(Data records)
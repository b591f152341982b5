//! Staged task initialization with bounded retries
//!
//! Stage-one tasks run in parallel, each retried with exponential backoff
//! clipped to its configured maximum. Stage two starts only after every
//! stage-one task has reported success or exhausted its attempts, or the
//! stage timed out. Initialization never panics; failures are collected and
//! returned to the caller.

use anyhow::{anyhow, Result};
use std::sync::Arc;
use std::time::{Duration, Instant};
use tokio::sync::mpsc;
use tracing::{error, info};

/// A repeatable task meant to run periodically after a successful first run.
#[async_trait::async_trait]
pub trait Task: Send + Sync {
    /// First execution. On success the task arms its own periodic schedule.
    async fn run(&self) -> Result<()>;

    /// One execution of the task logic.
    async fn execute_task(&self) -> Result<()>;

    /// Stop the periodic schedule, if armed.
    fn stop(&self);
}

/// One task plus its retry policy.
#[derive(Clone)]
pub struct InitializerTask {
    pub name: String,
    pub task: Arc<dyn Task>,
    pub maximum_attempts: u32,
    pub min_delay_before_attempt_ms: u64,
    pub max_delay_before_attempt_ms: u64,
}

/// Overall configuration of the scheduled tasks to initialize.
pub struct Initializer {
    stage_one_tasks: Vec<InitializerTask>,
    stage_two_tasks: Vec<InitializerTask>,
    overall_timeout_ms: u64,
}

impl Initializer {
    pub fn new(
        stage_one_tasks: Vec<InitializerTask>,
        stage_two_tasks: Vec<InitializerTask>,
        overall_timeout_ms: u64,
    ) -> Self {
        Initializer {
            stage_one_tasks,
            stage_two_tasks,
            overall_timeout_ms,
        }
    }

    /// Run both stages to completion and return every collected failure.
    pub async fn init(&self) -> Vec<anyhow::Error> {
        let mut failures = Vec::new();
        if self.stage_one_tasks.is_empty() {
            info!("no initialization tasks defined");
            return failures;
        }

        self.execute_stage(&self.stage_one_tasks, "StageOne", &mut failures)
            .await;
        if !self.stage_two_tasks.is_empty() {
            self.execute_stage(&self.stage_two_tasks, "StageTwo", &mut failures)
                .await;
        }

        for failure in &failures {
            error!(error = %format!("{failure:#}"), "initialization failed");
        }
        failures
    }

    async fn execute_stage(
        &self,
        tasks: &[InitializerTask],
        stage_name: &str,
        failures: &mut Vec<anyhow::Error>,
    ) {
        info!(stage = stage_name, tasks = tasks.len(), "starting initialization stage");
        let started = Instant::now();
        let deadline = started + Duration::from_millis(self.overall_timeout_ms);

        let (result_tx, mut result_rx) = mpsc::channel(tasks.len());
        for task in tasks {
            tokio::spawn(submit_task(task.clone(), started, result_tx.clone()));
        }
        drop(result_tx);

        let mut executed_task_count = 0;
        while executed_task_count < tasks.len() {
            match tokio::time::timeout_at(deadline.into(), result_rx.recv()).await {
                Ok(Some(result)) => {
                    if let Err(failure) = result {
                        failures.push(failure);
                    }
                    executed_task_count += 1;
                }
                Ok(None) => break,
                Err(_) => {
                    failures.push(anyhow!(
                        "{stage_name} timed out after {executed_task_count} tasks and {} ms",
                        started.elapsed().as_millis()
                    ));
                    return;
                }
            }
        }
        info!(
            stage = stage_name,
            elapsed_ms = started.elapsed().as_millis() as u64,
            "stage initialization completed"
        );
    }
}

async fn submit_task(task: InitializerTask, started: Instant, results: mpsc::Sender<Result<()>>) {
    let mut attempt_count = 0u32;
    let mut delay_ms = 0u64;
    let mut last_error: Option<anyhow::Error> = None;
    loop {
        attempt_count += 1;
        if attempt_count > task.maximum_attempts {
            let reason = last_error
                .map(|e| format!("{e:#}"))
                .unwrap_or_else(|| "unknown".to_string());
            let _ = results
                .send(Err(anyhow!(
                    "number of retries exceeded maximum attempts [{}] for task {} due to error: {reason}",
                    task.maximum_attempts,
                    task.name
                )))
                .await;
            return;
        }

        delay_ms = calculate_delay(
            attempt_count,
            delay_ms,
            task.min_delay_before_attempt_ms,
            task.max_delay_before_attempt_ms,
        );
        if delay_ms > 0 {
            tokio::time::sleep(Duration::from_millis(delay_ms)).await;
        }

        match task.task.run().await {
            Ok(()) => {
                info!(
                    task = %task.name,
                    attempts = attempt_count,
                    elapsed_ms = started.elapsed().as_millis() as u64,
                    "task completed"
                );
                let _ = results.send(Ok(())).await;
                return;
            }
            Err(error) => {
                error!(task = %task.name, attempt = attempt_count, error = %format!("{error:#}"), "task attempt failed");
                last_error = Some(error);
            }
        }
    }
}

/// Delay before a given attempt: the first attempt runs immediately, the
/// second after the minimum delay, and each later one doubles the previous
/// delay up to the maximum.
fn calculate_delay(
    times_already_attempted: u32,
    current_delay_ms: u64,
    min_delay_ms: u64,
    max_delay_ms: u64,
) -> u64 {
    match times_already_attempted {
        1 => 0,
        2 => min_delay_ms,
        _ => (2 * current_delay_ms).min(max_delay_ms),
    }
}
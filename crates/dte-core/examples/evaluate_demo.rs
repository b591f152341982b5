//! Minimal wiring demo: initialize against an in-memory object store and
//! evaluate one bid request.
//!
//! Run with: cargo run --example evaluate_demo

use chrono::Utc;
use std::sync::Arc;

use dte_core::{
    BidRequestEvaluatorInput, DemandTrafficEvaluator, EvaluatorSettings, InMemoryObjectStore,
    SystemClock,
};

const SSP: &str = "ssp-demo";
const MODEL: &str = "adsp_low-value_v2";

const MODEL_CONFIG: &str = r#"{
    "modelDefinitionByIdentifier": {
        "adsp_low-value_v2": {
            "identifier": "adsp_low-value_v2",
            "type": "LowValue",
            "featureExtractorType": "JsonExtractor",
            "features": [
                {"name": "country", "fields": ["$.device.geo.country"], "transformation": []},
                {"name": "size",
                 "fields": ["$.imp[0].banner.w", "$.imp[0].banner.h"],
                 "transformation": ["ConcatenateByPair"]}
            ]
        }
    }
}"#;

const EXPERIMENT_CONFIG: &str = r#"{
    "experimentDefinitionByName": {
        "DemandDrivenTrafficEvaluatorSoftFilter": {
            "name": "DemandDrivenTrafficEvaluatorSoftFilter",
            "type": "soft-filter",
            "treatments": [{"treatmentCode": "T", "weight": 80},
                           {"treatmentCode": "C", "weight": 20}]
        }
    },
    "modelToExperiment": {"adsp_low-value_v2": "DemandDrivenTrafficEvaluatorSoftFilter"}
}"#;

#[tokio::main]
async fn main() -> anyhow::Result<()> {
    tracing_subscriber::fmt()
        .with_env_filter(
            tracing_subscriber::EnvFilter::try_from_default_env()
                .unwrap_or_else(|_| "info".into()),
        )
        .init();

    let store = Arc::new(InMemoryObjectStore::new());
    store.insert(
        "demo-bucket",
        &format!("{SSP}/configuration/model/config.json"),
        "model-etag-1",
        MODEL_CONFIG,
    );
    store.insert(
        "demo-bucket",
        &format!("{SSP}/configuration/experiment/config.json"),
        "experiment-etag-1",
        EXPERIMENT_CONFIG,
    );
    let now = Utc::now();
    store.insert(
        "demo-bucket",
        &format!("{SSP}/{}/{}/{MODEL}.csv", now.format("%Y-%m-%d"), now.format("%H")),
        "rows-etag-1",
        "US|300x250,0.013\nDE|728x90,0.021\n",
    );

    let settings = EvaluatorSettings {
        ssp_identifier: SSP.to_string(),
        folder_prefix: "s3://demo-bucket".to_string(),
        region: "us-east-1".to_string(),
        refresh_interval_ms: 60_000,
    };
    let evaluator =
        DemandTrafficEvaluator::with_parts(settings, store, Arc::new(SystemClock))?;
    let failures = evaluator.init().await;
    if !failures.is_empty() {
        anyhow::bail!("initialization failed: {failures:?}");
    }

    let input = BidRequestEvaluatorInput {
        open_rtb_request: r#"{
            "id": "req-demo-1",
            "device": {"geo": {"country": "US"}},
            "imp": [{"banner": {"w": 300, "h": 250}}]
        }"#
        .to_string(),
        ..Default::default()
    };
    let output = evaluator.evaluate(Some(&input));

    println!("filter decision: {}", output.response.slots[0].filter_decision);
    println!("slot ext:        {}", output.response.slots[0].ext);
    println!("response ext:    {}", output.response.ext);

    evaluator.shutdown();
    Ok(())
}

=== The task ===
What lines of the preceding data include the string "response"? Pull them out.

=== Answer to the problem ===
    println!("filter decision: {}", output.response.slots[0].filter_decision);
    println!("slot ext:        {}", output.response.slots[0].ext);
    println!("response ext:    {}", output.response.ext);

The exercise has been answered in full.